- _Your goal_:
Check every line of the data and copy the ones where "smart" appears.

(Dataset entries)
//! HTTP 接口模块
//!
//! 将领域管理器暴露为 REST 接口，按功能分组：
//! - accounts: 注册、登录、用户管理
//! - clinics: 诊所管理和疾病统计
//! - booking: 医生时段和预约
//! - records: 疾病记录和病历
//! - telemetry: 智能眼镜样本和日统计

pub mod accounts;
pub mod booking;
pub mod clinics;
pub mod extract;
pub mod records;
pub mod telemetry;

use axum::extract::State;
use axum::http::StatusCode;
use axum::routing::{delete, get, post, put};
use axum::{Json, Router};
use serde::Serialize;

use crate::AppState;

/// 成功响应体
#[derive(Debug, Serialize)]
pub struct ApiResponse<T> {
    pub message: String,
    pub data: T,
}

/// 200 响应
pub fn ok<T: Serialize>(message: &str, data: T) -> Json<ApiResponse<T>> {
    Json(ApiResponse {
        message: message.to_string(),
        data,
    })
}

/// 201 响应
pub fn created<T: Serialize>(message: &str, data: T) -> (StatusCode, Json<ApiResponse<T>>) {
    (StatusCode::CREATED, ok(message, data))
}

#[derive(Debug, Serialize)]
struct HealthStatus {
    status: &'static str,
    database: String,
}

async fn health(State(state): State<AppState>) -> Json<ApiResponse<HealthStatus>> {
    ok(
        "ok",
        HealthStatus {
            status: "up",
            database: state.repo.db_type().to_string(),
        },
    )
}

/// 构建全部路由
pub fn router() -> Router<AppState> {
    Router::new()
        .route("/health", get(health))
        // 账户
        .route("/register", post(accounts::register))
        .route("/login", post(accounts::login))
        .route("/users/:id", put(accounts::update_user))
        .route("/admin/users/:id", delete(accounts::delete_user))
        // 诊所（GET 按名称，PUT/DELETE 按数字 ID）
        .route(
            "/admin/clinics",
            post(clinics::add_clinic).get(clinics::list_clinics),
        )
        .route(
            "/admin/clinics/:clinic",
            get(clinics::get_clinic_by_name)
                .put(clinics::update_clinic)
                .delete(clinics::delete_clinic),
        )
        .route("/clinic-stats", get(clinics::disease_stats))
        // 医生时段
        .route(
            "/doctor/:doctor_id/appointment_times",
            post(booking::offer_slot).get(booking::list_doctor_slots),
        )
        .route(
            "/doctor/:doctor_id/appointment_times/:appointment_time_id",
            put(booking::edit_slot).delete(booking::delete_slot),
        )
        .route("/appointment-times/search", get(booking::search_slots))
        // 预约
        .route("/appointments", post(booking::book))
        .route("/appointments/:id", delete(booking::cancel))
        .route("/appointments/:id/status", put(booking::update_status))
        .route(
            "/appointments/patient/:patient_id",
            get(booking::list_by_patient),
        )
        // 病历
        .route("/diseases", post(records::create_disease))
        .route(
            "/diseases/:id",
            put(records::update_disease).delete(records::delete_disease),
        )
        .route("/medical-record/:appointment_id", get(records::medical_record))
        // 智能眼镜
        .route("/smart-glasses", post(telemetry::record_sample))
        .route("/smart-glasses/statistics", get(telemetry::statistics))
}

- _Exercise output_:
        .route("/smart-glasses", post(telemetry::record_sample))
        .route("/smart-glasses/statistics", get(telemetry::statistics))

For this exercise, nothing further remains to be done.